Previously published experimental data and new data on cloud points were used to plot ternary phase diagram with temperature axis for the poly(vinylidene fluoride) (PVDF)–dimethyl acetamide (DMAc)–water system. The topology of the plotted diagram is different from the published previously. It shows that an increase in temperature leads to a shift of the boundary curves (liquid equilibrium binodal, polymer crystallization curve and swelling curve) to the composition range enriched by the non-solvent. At the same time, a decrease in temperature leads to degeneration of liquid equilibrium binodal. Taking into account the plotted diagram, the expected morphologies of the membranes prepared via non-solvent induced phase separation (NIPS) in both isothermal and non-isothermal conditions were derived.

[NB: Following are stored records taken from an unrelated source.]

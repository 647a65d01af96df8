//! Solver entry point.
//!
//! Logging levels:
//! - **INFO**: Solve start/end with problem scale and outcome
//! - **DEBUG**: Backtracks and aborted searches
//! - **TRACE**: Every recorded step

use std::time::Instant;

use mapcolor_config::SolverConfig;
use mapcolor_core::{AbortReason, ColoringProblem, Result, SolverResult, StrategyKind};
use tracing::info;

use crate::scope::SearchScope;
use crate::strategy::{ColoringStrategy, Strategy};
use crate::termination::{self, Termination};

/// Runs `strategy` on a fresh scope for `problem`.
///
/// Input errors surface before any step is recorded. An exhausted or
/// aborted search is an `Ok` result with `success == false`.
pub fn run_search<St>(
    strategy: &St,
    problem: &ColoringProblem,
    terminations: Vec<Box<dyn Termination>>,
) -> Result<SolverResult>
where
    St: ColoringStrategy + ?Sized,
{
    let start = Instant::now();
    let mut scope = SearchScope::new(problem)?.with_terminations(terminations);
    let strategy_kind = strategy.kind();

    info!(
        event = "solve_start",
        strategy = %strategy_kind,
        region_count = problem.region_count() as u64,
        adjacency_count = problem.adjacencies.len() as u64,
        color_count = problem.color_count() as u64,
        "Solving started"
    );

    let success = strategy.search(&mut scope);
    let result = scope.into_result(success);

    info!(
        event = "solve_end",
        strategy = %strategy_kind,
        success = result.success,
        steps = result.total_steps,
        backtracks = result.backtracks,
        duration_ms = start.elapsed().as_millis() as u64,
        aborted = result.aborted.map(AbortReason::as_str),
        "Solving ended"
    );

    Ok(result)
}

/// Configured solver.
///
/// Holds no search state; every [`solve`](Self::solve) call builds its own.
///
/// # Example
///
/// ```
/// use mapcolor_config::SolverConfig;
/// use mapcolor_core::{ColoringProblem, StrategyKind};
/// use mapcolor_solver::Solver;
///
/// let problem = ColoringProblem::new(["A", "B", "C"], [["A", "B"], ["B", "C"]], ["red", "blue"]);
/// let solver = Solver::new(SolverConfig::default());
///
/// let result = solver.solve(&problem, StrategyKind::Greedy).unwrap();
/// assert!(result.success);
/// assert_eq!(result.backtracks, 0);
/// ```
#[derive(Debug, Clone, Default)]
pub struct Solver {
    config: SolverConfig,
}

impl Solver {
    pub fn new(config: SolverConfig) -> Self {
        Self { config }
    }

    pub fn config(&self) -> &SolverConfig {
        &self.config
    }

    /// Solves with the given strategy.
    pub fn solve(&self, problem: &ColoringProblem, kind: StrategyKind) -> Result<SolverResult> {
        let strategy = Strategy::from_kind(kind, self.config.region_order);
        run_search(&strategy, problem, termination::from_config(&self.config))
    }

    /// Solves with the configured default strategy.
    pub fn solve_default(&self, problem: &ColoringProblem) -> Result<SolverResult> {
        self.solve(problem, self.config.default_strategy)
    }
}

Morphology and properties of the samples prepared from the dope solution of defined composition via NIPS at different temperatures and via thermally assisted non-solvent induced phase separation, T-NIPS (or NIPS in non-isothermal conditions) were studied. It was shown that an increase in temperature leads to formation of cellular structure, resulting from the liquid–liquid phase separation; a decrease in through pore size and improvement of the mechanical properties. Decrease in pore size from 110 to 35 nm accompanied with decrease in permeance from 8.1 to 0.25 L/(m² h bar) and increase in blue dextran rejection from 20 to 94%. A decrease in temperature changes the structure formation process from liquid–liquid phase separation (induced by the mass transfer processes) to solid–liquid phase separation (induced by temperature decrease). In the T-NIPS process (cooling) layers with finger-like pores and sponge-like structure between them, with spherulites surrounded by sponge-like structure and with spherulites connected with each other were formed in the structure of the membrane. T-NIPS process allows to obtain membranes with permeance 6.1 L/(m² h bar) and Blue dextran rejection of 91%.